Top of Data to use
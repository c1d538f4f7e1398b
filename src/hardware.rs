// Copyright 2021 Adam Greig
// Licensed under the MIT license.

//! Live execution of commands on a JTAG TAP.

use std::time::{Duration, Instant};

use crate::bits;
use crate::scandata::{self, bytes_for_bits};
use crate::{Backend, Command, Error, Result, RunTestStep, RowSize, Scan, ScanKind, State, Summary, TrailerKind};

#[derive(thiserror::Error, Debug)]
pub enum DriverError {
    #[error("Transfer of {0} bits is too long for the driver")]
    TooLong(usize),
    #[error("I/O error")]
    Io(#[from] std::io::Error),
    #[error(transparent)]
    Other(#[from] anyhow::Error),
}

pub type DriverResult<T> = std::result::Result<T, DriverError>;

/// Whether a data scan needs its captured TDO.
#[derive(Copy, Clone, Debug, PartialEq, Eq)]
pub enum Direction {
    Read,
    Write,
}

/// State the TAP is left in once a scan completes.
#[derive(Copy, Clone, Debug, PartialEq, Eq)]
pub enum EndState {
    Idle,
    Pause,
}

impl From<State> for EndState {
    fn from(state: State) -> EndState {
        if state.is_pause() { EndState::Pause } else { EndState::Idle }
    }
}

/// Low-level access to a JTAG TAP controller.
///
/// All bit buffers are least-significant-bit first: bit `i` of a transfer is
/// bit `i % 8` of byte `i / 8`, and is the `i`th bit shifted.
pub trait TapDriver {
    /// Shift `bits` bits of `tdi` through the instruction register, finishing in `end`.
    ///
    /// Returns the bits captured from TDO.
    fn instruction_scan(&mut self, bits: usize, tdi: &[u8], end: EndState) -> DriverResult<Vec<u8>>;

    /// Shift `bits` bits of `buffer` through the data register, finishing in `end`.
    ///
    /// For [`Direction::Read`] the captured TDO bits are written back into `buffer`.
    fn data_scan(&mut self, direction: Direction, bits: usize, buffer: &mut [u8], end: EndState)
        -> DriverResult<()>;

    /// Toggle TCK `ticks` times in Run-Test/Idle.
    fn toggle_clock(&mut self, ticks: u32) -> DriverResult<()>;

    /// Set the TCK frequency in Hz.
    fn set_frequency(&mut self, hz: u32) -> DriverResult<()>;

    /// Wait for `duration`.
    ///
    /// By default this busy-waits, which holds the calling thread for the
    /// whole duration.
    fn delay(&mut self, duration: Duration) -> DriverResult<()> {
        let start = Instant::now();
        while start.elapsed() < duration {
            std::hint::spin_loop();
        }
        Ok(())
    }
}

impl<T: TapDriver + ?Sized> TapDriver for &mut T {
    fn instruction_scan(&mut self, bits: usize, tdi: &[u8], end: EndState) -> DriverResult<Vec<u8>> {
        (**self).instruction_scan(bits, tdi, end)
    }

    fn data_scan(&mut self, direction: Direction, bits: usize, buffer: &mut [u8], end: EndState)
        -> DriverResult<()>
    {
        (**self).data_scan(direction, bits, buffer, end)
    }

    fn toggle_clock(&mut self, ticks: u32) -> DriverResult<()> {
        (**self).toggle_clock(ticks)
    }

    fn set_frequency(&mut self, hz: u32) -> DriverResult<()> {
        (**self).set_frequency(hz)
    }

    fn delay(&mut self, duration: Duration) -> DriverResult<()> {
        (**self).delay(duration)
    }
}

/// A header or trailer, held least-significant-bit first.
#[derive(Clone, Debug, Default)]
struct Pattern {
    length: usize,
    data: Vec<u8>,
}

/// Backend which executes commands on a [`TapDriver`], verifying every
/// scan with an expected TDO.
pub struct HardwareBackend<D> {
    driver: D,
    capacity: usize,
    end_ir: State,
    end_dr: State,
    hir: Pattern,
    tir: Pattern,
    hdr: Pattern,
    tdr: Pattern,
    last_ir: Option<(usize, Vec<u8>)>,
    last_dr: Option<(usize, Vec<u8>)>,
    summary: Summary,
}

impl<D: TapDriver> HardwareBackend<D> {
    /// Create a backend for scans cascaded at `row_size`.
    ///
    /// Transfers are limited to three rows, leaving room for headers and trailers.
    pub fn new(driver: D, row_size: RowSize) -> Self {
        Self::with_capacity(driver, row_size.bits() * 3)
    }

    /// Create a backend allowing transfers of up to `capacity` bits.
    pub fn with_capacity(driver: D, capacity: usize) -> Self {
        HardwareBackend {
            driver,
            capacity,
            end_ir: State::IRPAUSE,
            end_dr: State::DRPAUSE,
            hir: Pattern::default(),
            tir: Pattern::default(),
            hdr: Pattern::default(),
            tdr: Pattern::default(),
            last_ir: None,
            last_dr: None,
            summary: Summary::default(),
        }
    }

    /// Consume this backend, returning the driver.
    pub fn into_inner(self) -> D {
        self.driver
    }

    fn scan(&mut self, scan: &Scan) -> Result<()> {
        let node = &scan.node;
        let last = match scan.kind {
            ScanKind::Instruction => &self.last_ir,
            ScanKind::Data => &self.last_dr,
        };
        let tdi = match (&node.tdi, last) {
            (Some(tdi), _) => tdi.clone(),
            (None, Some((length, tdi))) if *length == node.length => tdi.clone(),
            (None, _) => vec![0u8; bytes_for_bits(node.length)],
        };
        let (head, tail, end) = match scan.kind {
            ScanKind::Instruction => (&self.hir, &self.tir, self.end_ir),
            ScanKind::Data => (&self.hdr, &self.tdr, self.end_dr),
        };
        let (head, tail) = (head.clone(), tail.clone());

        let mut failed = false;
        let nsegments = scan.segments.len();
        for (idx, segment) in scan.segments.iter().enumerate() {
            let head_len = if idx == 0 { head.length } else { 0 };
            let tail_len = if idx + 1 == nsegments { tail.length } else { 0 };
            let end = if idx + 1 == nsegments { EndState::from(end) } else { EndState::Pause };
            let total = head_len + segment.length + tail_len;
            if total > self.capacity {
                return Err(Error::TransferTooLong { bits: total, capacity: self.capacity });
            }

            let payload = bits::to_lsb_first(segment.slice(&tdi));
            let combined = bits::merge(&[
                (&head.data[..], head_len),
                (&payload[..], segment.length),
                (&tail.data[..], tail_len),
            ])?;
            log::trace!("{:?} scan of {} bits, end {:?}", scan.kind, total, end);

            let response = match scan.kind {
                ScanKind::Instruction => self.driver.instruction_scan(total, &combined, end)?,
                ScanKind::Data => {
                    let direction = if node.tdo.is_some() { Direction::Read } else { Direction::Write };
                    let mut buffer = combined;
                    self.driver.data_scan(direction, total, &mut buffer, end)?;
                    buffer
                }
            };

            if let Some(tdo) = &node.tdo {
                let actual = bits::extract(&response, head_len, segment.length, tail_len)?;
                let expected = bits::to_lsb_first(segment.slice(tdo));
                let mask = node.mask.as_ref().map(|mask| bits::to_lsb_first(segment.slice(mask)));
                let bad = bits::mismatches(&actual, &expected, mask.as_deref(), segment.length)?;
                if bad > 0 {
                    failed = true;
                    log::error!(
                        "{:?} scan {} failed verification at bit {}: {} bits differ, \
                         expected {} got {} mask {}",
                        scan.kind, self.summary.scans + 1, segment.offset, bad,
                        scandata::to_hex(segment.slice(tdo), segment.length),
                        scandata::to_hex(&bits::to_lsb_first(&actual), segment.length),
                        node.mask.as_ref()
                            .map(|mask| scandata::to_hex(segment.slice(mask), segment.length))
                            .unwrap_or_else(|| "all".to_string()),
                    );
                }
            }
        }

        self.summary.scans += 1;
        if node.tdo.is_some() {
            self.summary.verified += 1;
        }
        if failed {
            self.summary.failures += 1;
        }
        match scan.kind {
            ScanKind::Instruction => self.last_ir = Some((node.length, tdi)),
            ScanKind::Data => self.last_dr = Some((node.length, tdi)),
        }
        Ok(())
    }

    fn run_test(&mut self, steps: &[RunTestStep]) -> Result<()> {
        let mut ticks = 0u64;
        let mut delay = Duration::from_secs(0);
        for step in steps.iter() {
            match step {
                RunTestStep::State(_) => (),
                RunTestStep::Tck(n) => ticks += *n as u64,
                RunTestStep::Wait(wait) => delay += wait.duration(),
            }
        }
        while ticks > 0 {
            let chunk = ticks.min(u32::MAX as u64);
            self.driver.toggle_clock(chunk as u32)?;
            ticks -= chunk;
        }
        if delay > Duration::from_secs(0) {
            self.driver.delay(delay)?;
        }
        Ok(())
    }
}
Bottom of Data to use
Look through the entries above; find each line with the word "EndState" and copy it.

pub enum EndState {
impl From<State> for EndState {
    fn from(state: State) -> EndState {
        if state.is_pause() { EndState::Pause } else { EndState::Idle }
    fn instruction_scan(&mut self, bits: usize, tdi: &[u8], end: EndState) -> DriverResult<Vec<u8>>;
    fn data_scan(&mut self, direction: Direction, bits: usize, buffer: &mut [u8], end: EndState)
    fn instruction_scan(&mut self, bits: usize, tdi: &[u8], end: EndState) -> DriverResult<Vec<u8>> {
    fn data_scan(&mut self, direction: Direction, bits: usize, buffer: &mut [u8], end: EndState)
            let end = if idx + 1 == nsegments { EndState::from(end) } else { EndState::Pause };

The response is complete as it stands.